Your instructions:
Using the records beneath, say how many lines contain the word "super", without comment.

= Beginning of Section =

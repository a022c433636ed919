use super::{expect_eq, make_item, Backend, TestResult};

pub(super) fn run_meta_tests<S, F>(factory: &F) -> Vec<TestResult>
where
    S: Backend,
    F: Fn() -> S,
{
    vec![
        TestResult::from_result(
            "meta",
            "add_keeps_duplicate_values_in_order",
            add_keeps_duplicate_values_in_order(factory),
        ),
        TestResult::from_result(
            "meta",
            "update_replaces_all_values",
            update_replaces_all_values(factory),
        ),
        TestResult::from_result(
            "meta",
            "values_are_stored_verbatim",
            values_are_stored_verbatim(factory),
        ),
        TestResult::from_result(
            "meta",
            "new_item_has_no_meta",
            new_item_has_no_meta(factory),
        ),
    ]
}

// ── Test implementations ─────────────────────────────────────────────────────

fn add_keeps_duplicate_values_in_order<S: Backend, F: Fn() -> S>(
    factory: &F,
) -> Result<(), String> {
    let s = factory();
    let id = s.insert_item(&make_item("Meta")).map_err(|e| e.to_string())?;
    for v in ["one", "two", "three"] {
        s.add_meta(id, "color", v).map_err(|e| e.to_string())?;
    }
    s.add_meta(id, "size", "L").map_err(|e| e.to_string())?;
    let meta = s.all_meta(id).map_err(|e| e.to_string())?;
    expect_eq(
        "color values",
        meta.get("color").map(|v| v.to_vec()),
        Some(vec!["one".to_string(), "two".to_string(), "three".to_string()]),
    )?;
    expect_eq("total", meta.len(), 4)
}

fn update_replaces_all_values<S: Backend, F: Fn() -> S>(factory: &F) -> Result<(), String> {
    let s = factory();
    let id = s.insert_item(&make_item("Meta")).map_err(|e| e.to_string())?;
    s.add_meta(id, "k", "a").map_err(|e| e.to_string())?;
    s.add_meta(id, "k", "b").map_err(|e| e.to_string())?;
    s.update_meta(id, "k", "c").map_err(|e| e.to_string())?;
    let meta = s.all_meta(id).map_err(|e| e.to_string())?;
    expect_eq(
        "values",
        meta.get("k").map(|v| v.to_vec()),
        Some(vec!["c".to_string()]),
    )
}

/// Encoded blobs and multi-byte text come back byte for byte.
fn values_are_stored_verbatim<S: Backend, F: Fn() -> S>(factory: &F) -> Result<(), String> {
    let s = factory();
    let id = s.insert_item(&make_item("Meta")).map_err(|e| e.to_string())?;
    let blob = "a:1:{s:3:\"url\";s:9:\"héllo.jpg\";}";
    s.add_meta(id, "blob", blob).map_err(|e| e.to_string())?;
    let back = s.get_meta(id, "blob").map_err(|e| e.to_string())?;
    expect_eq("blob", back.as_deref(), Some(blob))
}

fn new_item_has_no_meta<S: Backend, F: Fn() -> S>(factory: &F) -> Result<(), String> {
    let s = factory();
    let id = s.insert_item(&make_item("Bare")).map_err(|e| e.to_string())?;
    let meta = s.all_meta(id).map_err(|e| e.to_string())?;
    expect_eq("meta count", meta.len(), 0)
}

= End of Section =
= Beginning of Section =

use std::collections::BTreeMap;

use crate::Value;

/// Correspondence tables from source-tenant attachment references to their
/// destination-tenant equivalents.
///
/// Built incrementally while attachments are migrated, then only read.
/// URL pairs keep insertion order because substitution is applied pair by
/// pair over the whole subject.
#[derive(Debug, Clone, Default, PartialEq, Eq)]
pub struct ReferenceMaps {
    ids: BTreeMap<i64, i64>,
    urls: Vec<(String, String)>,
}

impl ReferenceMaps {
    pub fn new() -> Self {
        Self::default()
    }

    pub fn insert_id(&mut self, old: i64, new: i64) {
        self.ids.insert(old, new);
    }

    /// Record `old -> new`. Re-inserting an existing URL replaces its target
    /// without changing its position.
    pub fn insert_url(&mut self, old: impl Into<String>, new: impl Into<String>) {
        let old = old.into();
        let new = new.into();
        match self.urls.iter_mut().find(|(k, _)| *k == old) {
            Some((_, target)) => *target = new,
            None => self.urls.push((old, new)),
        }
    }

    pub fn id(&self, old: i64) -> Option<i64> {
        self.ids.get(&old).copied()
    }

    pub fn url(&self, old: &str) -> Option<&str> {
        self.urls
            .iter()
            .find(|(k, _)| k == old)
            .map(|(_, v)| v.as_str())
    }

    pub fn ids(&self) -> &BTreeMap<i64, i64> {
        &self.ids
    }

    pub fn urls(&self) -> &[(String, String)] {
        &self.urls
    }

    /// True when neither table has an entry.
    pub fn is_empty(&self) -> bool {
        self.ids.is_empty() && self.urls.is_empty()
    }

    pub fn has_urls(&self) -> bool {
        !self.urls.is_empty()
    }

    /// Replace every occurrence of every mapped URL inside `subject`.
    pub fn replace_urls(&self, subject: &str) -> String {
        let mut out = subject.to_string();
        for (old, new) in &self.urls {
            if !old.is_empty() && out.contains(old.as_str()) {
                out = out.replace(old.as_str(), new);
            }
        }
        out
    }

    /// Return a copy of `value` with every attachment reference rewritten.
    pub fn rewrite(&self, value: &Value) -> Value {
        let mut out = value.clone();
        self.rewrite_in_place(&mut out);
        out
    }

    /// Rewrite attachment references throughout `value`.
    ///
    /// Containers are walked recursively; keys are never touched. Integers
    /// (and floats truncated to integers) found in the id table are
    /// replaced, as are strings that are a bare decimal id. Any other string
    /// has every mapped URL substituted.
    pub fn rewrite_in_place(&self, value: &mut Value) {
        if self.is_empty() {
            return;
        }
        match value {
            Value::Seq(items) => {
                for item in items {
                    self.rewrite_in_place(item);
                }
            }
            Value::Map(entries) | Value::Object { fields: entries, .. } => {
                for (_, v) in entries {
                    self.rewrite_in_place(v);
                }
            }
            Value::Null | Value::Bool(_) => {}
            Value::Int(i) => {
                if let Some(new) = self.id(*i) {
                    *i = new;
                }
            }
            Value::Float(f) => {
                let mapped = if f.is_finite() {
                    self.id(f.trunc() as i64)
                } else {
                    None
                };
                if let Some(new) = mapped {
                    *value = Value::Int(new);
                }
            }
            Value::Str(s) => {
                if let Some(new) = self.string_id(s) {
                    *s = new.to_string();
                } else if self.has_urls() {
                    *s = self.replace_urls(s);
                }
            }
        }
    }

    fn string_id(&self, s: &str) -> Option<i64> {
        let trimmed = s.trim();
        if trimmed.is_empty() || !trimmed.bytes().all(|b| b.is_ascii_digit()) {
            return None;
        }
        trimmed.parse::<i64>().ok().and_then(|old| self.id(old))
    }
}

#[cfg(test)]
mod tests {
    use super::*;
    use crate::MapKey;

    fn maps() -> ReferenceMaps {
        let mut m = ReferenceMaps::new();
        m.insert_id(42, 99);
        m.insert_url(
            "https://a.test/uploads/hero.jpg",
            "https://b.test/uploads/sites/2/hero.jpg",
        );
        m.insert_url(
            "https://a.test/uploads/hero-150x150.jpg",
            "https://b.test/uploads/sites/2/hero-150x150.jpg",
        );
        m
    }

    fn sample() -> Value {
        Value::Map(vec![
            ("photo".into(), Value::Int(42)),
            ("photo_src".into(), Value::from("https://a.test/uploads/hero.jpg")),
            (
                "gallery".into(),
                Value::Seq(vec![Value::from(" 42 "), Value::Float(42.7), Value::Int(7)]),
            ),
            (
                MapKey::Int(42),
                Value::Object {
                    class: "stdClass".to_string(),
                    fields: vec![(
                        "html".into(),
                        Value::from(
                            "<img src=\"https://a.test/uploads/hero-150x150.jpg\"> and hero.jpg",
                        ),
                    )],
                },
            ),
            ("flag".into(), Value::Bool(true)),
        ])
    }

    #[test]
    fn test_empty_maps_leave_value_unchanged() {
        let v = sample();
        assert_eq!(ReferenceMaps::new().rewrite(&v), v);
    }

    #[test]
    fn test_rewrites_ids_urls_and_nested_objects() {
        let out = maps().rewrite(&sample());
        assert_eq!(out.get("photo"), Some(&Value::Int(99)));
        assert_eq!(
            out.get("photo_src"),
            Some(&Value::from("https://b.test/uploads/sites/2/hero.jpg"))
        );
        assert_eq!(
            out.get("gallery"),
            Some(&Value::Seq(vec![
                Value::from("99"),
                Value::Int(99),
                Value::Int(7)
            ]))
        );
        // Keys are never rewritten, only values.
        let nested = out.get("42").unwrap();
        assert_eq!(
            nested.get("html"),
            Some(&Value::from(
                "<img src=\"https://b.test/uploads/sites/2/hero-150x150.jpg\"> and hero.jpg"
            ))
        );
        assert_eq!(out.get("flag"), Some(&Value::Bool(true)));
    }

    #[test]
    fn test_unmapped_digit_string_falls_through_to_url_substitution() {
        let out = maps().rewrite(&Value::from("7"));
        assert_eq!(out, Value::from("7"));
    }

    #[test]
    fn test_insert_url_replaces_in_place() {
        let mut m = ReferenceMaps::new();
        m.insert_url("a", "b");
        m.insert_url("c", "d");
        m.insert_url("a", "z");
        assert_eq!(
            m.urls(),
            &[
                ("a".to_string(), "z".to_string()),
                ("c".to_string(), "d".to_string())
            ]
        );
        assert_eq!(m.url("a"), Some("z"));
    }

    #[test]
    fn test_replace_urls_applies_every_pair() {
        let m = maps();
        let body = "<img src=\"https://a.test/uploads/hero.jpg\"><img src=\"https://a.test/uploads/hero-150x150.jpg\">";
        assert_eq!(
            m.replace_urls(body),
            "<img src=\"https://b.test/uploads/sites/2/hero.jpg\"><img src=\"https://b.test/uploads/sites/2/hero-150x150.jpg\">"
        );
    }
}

= End of Section =
= Beginning of Section =

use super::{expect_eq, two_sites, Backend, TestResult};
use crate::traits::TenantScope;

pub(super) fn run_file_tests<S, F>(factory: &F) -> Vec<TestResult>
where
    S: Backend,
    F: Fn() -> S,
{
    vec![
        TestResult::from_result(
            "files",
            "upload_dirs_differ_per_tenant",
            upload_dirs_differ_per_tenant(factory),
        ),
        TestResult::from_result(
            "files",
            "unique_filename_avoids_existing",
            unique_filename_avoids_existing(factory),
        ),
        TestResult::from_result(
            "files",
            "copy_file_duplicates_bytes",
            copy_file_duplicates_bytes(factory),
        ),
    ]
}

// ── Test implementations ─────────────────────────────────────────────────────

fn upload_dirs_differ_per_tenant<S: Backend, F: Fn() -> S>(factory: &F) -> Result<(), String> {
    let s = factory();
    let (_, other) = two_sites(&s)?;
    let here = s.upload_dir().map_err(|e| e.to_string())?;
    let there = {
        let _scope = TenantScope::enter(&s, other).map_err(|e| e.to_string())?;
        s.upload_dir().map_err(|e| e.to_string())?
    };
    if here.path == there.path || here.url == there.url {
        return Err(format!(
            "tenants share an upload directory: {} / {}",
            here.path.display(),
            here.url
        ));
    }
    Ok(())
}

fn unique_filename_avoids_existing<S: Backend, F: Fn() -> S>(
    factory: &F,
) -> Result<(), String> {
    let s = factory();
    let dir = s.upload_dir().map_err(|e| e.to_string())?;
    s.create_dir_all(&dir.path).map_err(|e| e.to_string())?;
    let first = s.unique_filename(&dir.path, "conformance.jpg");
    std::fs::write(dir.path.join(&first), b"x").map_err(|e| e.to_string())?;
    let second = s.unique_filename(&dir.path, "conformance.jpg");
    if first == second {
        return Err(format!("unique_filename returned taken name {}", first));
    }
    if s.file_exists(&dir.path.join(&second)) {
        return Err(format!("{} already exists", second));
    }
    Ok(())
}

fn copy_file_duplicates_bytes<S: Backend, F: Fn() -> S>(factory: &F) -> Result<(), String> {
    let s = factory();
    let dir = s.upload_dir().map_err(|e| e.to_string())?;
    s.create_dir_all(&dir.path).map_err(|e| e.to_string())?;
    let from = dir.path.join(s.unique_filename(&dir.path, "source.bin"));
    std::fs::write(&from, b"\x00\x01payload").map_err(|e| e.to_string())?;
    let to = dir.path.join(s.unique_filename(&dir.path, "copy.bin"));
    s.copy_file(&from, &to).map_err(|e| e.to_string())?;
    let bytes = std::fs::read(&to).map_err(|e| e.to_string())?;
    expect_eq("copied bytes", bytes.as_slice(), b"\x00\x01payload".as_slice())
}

= End of Section =

Response below:
5